- What the task requires:
Copy the records below word for word, leaving out nothing.

- Entries shown:
..........

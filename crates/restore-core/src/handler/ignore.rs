// Copyright (c) Contributors to the restore project.
// SPDX-License-Identifier: Apache-2.0

//! Matches transient paths that should not be re-created at all: build
//! artifacts, caches, and well-known pseudo-filesystems.

use std::sync::Arc;
use std::collections::BTreeMap;

use crate::handler::{Args, Handler, HandlerKind, MatchContext};
use crate::Result;

/// Extensions treated as disposable regardless of location.
const MATCH_EXTENSIONS: &[&str] = &[".pyc", ".swp"];

/// Hard-coded paths known to hold transient files. Extended at runtime by
/// `matching.ignore_paths` (env `MATCH_IGNORE`).
const MATCH_PATHS: &[&str] = &[
    "/dev", "/proc", "/sys", "/tmp", "/run", "/var/tmp", "/var/run", "/var/lock", "/var/cache",
];

#[derive(Debug)]
pub struct IgnoreKind;

#[derive(Debug)]
pub struct IgnoreHandler {
    path: String,
}

impl HandlerKind for IgnoreKind {
    fn name(&self) -> &'static str {
        "ignore"
    }

    fn try_match(&self, ctx: &MatchContext) -> Result<Option<Args>> {
        let matches_extension = MATCH_EXTENSIONS.iter().any(|ext| ctx.path.ends_with(ext));
        let matches_path = MATCH_PATHS.contains(&ctx.path) || ctx.ignore_paths.iter().any(|p| p == ctx.path);
        Ok((matches_extension || matches_path).then(Args::new))
    }

    fn construct(&self, path: String, _args: Args) -> Result<Arc<dyn Handler>> {
        Ok(Arc::new(IgnoreHandler { path }))
    }
}

impl Handler for IgnoreHandler {
    fn kind_name(&self) -> &'static str {
        "ignore"
    }

    fn path(&self) -> &str {
        &self.path
    }

    fn restores_contents(&self) -> bool {
        true
    }

    fn restore(&self, _extra_data: &BTreeMap<String, Vec<u8>>) -> Result<()> {
        Ok(())
    }
}

#[cfg(test)]
mod tests {
    use super::*;
    use crate::manifest::Manifest;

    #[test]
    fn matches_known_extensions() {
        let manifest = Manifest::new();
        let ctx = MatchContext {
            path: "/home/user/module.pyc",
            manifest: &manifest,
            follow_symlinks: false,
            ignore_paths: &[],
        };
        assert!(IgnoreKind.try_match(&ctx).unwrap().is_some());
    }

    #[test]
    fn matches_configured_extra_path() {
        let manifest = Manifest::new();
        let extra = vec!["/mnt/scratch".to_string()];
        let ctx = MatchContext {
            path: "/mnt/scratch",
            manifest: &manifest,
            follow_symlinks: false,
            ignore_paths: &extra,
        };
        assert!(IgnoreKind.try_match(&ctx).unwrap().is_some());

        let ctx_miss = MatchContext { path: "/mnt/other", ..ctx };
        assert!(IgnoreKind.try_match(&ctx_miss).unwrap().is_none());
    }
}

..........

- Solution to the problem:
filename crates/restore-core/src/handler/ignore.rs
// Copyright (c) Contributors to the restore project.
// SPDX-License-Identifier: Apache-2.0

//! Matches transient paths that should not be re-created at all: build
//! artifacts, caches, and well-known pseudo-filesystems.

use std::sync::Arc;
use std::collections::BTreeMap;

use crate::handler::{Args, Handler, HandlerKind, MatchContext};
use crate::Result;

/// Extensions treated as disposable regardless of location.
const MATCH_EXTENSIONS: &[&str] = &[".pyc", ".swp"];

/// Hard-coded paths known to hold transient files. Extended at runtime by
/// `matching.ignore_paths` (env `MATCH_IGNORE`).
const MATCH_PATHS: &[&str] = &[
    "/dev", "/proc", "/sys", "/tmp", "/run", "/var/tmp", "/var/run", "/var/lock", "/var/cache",
];

#[derive(Debug)]
pub struct IgnoreKind;

#[derive(Debug)]
pub struct IgnoreHandler {
    path: String,
}

impl HandlerKind for IgnoreKind {
    fn name(&self) -> &'static str {
        "ignore"
    }

    fn try_match(&self, ctx: &MatchContext) -> Result<Option<Args>> {
        let matches_extension = MATCH_EXTENSIONS.iter().any(|ext| ctx.path.ends_with(ext));
        let matches_path = MATCH_PATHS.contains(&ctx.path) || ctx.ignore_paths.iter().any(|p| p == ctx.path);
        Ok((matches_extension || matches_path).then(Args::new))
    }

    fn construct(&self, path: String, _args: Args) -> Result<Arc<dyn Handler>> {
        Ok(Arc::new(IgnoreHandler { path }))
    }
}

impl Handler for IgnoreHandler {
    fn kind_name(&self) -> &'static str {
        "ignore"
    }

    fn path(&self) -> &str {
        &self.path
    }

    fn restores_contents(&self) -> bool {
        true
    }

    fn restore(&self, _extra_data: &BTreeMap<String, Vec<u8>>) -> Result<()> {
        Ok(())
    }
}

#[cfg(test)]
mod tests {
    use super::*;
    use crate::manifest::Manifest;

    #[test]
    fn matches_known_extensions() {
        let manifest = Manifest::new();
        let ctx = MatchContext {
            path: "/home/user/module.pyc",
            manifest: &manifest,
            follow_symlinks: false,
            ignore_paths: &[],
        };
        assert!(IgnoreKind.try_match(&ctx).unwrap().is_some());
    }

    #[test]
    fn matches_configured_extra_path() {
        let manifest = Manifest::new();
        let extra = vec!["/mnt/scratch".to_string()];
        let ctx = MatchContext {
            path: "/mnt/scratch",
            manifest: &manifest,
            follow_symlinks: false,
            ignore_paths: &extra,
        };
        assert!(IgnoreKind.try_match(&ctx).unwrap().is_some());

        let ctx_miss = MatchContext { path: "/mnt/other", ..ctx };
        assert!(IgnoreKind.try_match(&ctx_miss).unwrap().is_none());
    }
}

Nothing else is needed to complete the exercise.